Dataset entries
§ §
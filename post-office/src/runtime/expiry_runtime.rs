//! Periodic expiry scan on its own thread and runtime.

use futures::FutureExt;
use std::panic::AssertUnwindSafe;
use std::sync::Arc;
use std::thread;
use std::time::Duration;
use tokio::runtime::Builder;
use tokio::sync::oneshot;
use tokio::time::{interval, MissedTickBehavior};
use tracing::{debug, error, info, warn};

use crate::collaborators::{Collaborators, Router};
use crate::error::PostOfficeError;
use crate::observability::events;
use crate::routing::address_manager::AddressManager;

const COMPONENT: &str = "expiry_scanner";
const EXPIRY_SCANNER_THREAD_NAME: &str = "post-office-expiry-scanner";

/// Result of one pass over every bound queue.
#[derive(Clone, Copy, Debug, Default, PartialEq, Eq)]
pub(crate) struct ScanOutcome {
    pub(crate) scanned: usize,
    pub(crate) failed: usize,
}

/// Expires overdue entries of every queue in one sequential pass.
///
/// The queue set is snapshotted up front. A failing queue is logged and the
/// pass moves on to the next one, as does a panicking one in builds that
/// unwind.
pub(crate) async fn scan_once(
    address_manager: &dyn AddressManager,
    router: &dyn Router,
    collaborators: &Collaborators,
) -> ScanOutcome {
    let mut outcome = ScanOutcome::default();

    for binding in address_manager.bindings().into_values() {
        let queue = binding.queue().clone();
        outcome.scanned += 1;

        let expiry = queue.expire_messages(
            collaborators.storage.as_ref(),
            router,
            collaborators.queue_settings.as_ref(),
        );
        // Only contains panics under `panic = "unwind"`; the release profile
        // aborts instead.
        match AssertUnwindSafe(expiry).catch_unwind().await {
            Ok(Ok(())) => {}
            Ok(Err(err)) => {
                outcome.failed += 1;
                error!(
                    event = events::EXPIRY_QUEUE_FAILED,
                    component = COMPONENT,
                    queue = queue.name(),
                    err = %err,
                    "failed to expire messages"
                );
            }
            Err(_) => {
                outcome.failed += 1;
                error!(
                    event = events::EXPIRY_QUEUE_PANICKED,
                    component = COMPONENT,
                    queue = queue.name(),
                    "expiry panicked"
                );
            }
        }
    }

    debug!(
        event = events::EXPIRY_SCAN_DONE,
        component = COMPONENT,
        scanned = outcome.scanned,
        failed = outcome.failed,
        "expiry scan finished"
    );
    outcome
}

/// Handle to the background expiry thread.
pub(crate) struct ExpiryScanner {
    shutdown: Option<oneshot::Sender<()>>,
    thread: Option<thread::JoinHandle<()>>,
}

impl ExpiryScanner {
    /// Starts scanning every `period`; the first scan runs one period after
    /// start. Scans never overlap and missed ticks are skipped.
    pub(crate) fn spawn(
        period: Duration,
        address_manager: Arc<dyn AddressManager>,
        router: Arc<dyn Router>,
        collaborators: Collaborators,
    ) -> Result<Self, PostOfficeError> {
        let (shutdown, mut shutdown_rx) = oneshot::channel();

        let thread = thread::Builder::new()
            .name(EXPIRY_SCANNER_THREAD_NAME.to_string())
            .spawn(move || {
                let runtime = match Builder::new_current_thread().enable_all().build() {
                    Ok(runtime) => runtime,
                    Err(err) => {
                        error!(
                            event = events::RUNTIME_SPAWN_FAILED,
                            component = COMPONENT,
                            err = %err,
                            "failed to build expiry scanner runtime"
                        );
                        return;
                    }
                };

                runtime.block_on(async move {
                    let mut ticker = interval(period);
                    ticker.set_missed_tick_behavior(MissedTickBehavior::Skip);
                    ticker.tick().await;

                    loop {
                        tokio::select! {
                            _ = &mut shutdown_rx => break,
                            _ = ticker.tick() => {
                                scan_once(address_manager.as_ref(), router.as_ref(), &collaborators)
                                    .await;
                            }
                        }
                    }
                });
            })
            .map_err(|err| {
                error!(
                    event = events::RUNTIME_SPAWN_FAILED,
                    component = COMPONENT,
                    err = %err,
                    "failed to spawn expiry scanner thread"
                );
                PostOfficeError::Runtime(err.to_string())
            })?;

        info!(
            event = events::EXPIRY_SCANNER_STARTED,
            component = COMPONENT,
            period_ms = period.as_millis() as u64,
            "expiry scanner started"
        );
        Ok(Self {
            shutdown: Some(shutdown),
            thread: Some(thread),
        })
    }

    /// Signals the scanner and waits for an in-progress scan to finish.
    pub(crate) async fn stop(mut self) {
        if let Some(shutdown) = self.shutdown.take() {
            let _ = shutdown.send(());
        }
        let Some(thread) = self.thread.take() else {
            return;
        };

        match tokio::task::spawn_blocking(move || thread.join()).await {
            Ok(Ok(())) => info!(
                event = events::EXPIRY_SCANNER_STOPPED,
                component = COMPONENT,
                "expiry scanner stopped"
            ),
            _ => warn!(
                event = events::EXPIRY_SCANNER_STOPPED,
                component = COMPONENT,
                "expiry scanner thread ended abnormally"
            ),
        }
    }
}

impl Drop for ExpiryScanner {
    fn drop(&mut self) {
        if let Some(shutdown) = self.shutdown.take() {
            let _ = shutdown.send(());
        }
    }
}
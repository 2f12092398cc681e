/********************************************************************************
 * Copyright (c) 2026 Contributors to the Eclipse Foundation
 *
 * See the NOTICE file(s) distributed with this work for additional
 * information regarding copyright ownership.
 *
 * This program and the accompanying materials are made available under the
 * terms of the Apache License Version 2.0 which is available at
 * https://www.apache.org/licenses/LICENSE-2.0
 *
 * SPDX-License-Identifier: Apache-2.0
 ********************************************************************************/

use post_office::Collaborators;
use std::sync::Arc;

use crate::{
    InMemoryPagingManager, InMemoryStorage, RecordingManagement, RecordingQueue,
    RecordingQueueFactory, RecordingResourceManager, StaticQueueSettings,
};

/// Every collaborator a post office needs, held in memory.
#[derive(Clone, Default)]
pub struct InMemoryBroker {
    pub storage: Arc<InMemoryStorage>,
    pub paging: Arc<InMemoryPagingManager>,
    pub queue_factory: Arc<RecordingQueueFactory>,
    pub management: Arc<RecordingManagement>,
    pub resource_manager: Arc<RecordingResourceManager>,
    pub queue_settings: Arc<StaticQueueSettings>,
}

impl InMemoryBroker {
    /// Stores admit at most `budget` bytes per address.
    pub fn with_paging_budget(budget: usize) -> Self {
        Self {
            paging: Arc::new(InMemoryPagingManager::with_budget(budget)),
            ..Default::default()
        }
    }

    /// A broker as it comes back after a restart: same storage, everything
    /// else fresh.
    pub fn restarted(&self) -> Self {
        Self {
            storage: self.storage.clone(),
            ..Default::default()
        }
    }

    pub fn collaborators(&self) -> Collaborators {
        Collaborators {
            storage: self.storage.clone(),
            paging: self.paging.clone(),
            queue_factory: self.queue_factory.clone(),
            management: self.management.clone(),
            resource_manager: self.resource_manager.clone(),
            queue_settings: self.queue_settings.clone(),
        }
    }

    pub fn queue(&self, name: &str) -> Option<Arc<RecordingQueue>> {
        self.queue_factory.queue(name)
    }
}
§ §
PROBLEM TO SOLVE: Give back every entry, unchanged in any way.

RESPONSE AREA:
filename post-office/src/runtime/expiry_runtime.rs
//! Periodic expiry scan on its own thread and runtime.

use futures::FutureExt;
use std::panic::AssertUnwindSafe;
use std::sync::Arc;
use std::thread;
use std::time::Duration;
use tokio::runtime::Builder;
use tokio::sync::oneshot;
use tokio::time::{interval, MissedTickBehavior};
use tracing::{debug, error, info, warn};

use crate::collaborators::{Collaborators, Router};
use crate::error::PostOfficeError;
use crate::observability::events;
use crate::routing::address_manager::AddressManager;

const COMPONENT: &str = "expiry_scanner";
const EXPIRY_SCANNER_THREAD_NAME: &str = "post-office-expiry-scanner";

/// Result of one pass over every bound queue.
#[derive(Clone, Copy, Debug, Default, PartialEq, Eq)]
pub(crate) struct ScanOutcome {
    pub(crate) scanned: usize,
    pub(crate) failed: usize,
}

/// Expires overdue entries of every queue in one sequential pass.
///
/// The queue set is snapshotted up front. A failing queue is logged and the
/// pass moves on to the next one, as does a panicking one in builds that
/// unwind.
pub(crate) async fn scan_once(
    address_manager: &dyn AddressManager,
    router: &dyn Router,
    collaborators: &Collaborators,
) -> ScanOutcome {
    let mut outcome = ScanOutcome::default();

    for binding in address_manager.bindings().into_values() {
        let queue = binding.queue().clone();
        outcome.scanned += 1;

        let expiry = queue.expire_messages(
            collaborators.storage.as_ref(),
            router,
            collaborators.queue_settings.as_ref(),
        );
        // Only contains panics under `panic = "unwind"`; the release profile
        // aborts instead.
        match AssertUnwindSafe(expiry).catch_unwind().await {
            Ok(Ok(())) => {}
            Ok(Err(err)) => {
                outcome.failed += 1;
                error!(
                    event = events::EXPIRY_QUEUE_FAILED,
                    component = COMPONENT,
                    queue = queue.name(),
                    err = %err,
                    "failed to expire messages"
                );
            }
            Err(_) => {
                outcome.failed += 1;
                error!(
                    event = events::EXPIRY_QUEUE_PANICKED,
                    component = COMPONENT,
                    queue = queue.name(),
                    "expiry panicked"
                );
            }
        }
    }

    debug!(
        event = events::EXPIRY_SCAN_DONE,
        component = COMPONENT,
        scanned = outcome.scanned,
        failed = outcome.failed,
        "expiry scan finished"
    );
    outcome
}

/// Handle to the background expiry thread.
pub(crate) struct ExpiryScanner {
    shutdown: Option<oneshot::Sender<()>>,
    thread: Option<thread::JoinHandle<()>>,
}

impl ExpiryScanner {
    /// Starts scanning every `period`; the first scan runs one period after
    /// start. Scans never overlap and missed ticks are skipped.
    pub(crate) fn spawn(
        period: Duration,
        address_manager: Arc<dyn AddressManager>,
        router: Arc<dyn Router>,
        collaborators: Collaborators,
    ) -> Result<Self, PostOfficeError> {
        let (shutdown, mut shutdown_rx) = oneshot::channel();

        let thread = thread::Builder::new()
            .name(EXPIRY_SCANNER_THREAD_NAME.to_string())
            .spawn(move || {
                let runtime = match Builder::new_current_thread().enable_all().build() {
                    Ok(runtime) => runtime,
                    Err(err) => {
                        error!(
                            event = events::RUNTIME_SPAWN_FAILED,
                            component = COMPONENT,
                            err = %err,
                            "failed to build expiry scanner runtime"
                        );
                        return;
                    }
                };

                runtime.block_on(async move {
                    let mut ticker = interval(period);
                    ticker.set_missed_tick_behavior(MissedTickBehavior::Skip);
                    ticker.tick().await;

                    loop {
                        tokio::select! {
                            _ = &mut shutdown_rx => break,
                            _ = ticker.tick() => {
                                scan_once(address_manager.as_ref(), router.as_ref(), &collaborators)
                                    .await;
                            }
                        }
                    }
                });
            })
            .map_err(|err| {
                error!(
                    event = events::RUNTIME_SPAWN_FAILED,
                    component = COMPONENT,
                    err = %err,
                    "failed to spawn expiry scanner thread"
                );
                PostOfficeError::Runtime(err.to_string())
            })?;

        info!(
            event = events::EXPIRY_SCANNER_STARTED,
            component = COMPONENT,
            period_ms = period.as_millis() as u64,
            "expiry scanner started"
        );
        Ok(Self {
            shutdown: Some(shutdown),
            thread: Some(thread),
        })
    }

    /// Signals the scanner and waits for an in-progress scan to finish.
    pub(crate) async fn stop(mut self) {
        if let Some(shutdown) = self.shutdown.take() {
            let _ = shutdown.send(());
        }
        let Some(thread) = self.thread.take() else {
            return;
        };

        match tokio::task::spawn_blocking(move || thread.join()).await {
            Ok(Ok(())) => info!(
                event = events::EXPIRY_SCANNER_STOPPED,
                component = COMPONENT,
                "expiry scanner stopped"
            ),
            _ => warn!(
                event = events::EXPIRY_SCANNER_STOPPED,
                component = COMPONENT,
                "expiry scanner thread ended abnormally"
            ),
        }
    }
}

impl Drop for ExpiryScanner {
    fn drop(&mut self) {
        if let Some(shutdown) = self.shutdown.take() {
            let _ = shutdown.send(());
        }
    }
}
repository 2f12092398cc681e
/********************************************************************************
 * Copyright (c) 2026 Contributors to the Eclipse Foundation
 *
 * See the NOTICE file(s) distributed with this work for additional
 * information regarding copyright ownership.
 *
 * This program and the accompanying materials are made available under the
 * terms of the Apache License Version 2.0 which is available at
 * https://www.apache.org/licenses/LICENSE-2.0
 *
 * SPDX-License-Identifier: Apache-2.0
 ********************************************************************************/

use post_office::Collaborators;
use std::sync::Arc;

use crate::{
    InMemoryPagingManager, InMemoryStorage, RecordingManagement, RecordingQueue,
    RecordingQueueFactory, RecordingResourceManager, StaticQueueSettings,
};

/// Every collaborator a post office needs, held in memory.
#[derive(Clone, Default)]
pub struct InMemoryBroker {
    pub storage: Arc<InMemoryStorage>,
    pub paging: Arc<InMemoryPagingManager>,
    pub queue_factory: Arc<RecordingQueueFactory>,
    pub management: Arc<RecordingManagement>,
    pub resource_manager: Arc<RecordingResourceManager>,
    pub queue_settings: Arc<StaticQueueSettings>,
}

impl InMemoryBroker {
    /// Stores admit at most `budget` bytes per address.
    pub fn with_paging_budget(budget: usize) -> Self {
        Self {
            paging: Arc::new(InMemoryPagingManager::with_budget(budget)),
            ..Default::default()
        }
    }

    /// A broker as it comes back after a restart: same storage, everything
    /// else fresh.
    pub fn restarted(&self) -> Self {
        Self {
            storage: self.storage.clone(),
            ..Default::default()
        }
    }

    pub fn collaborators(&self) -> Collaborators {
        Collaborators {
            storage: self.storage.clone(),
            paging: self.paging.clone(),
            queue_factory: self.queue_factory.clone(),
            management: self.management.clone(),
            resource_manager: self.resource_manager.clone(),
            queue_settings: self.queue_settings.clone(),
        }
    }

    pub fn queue(&self, name: &str) -> Option<Arc<RecordingQueue>> {
        self.queue_factory.queue(name)
    }
}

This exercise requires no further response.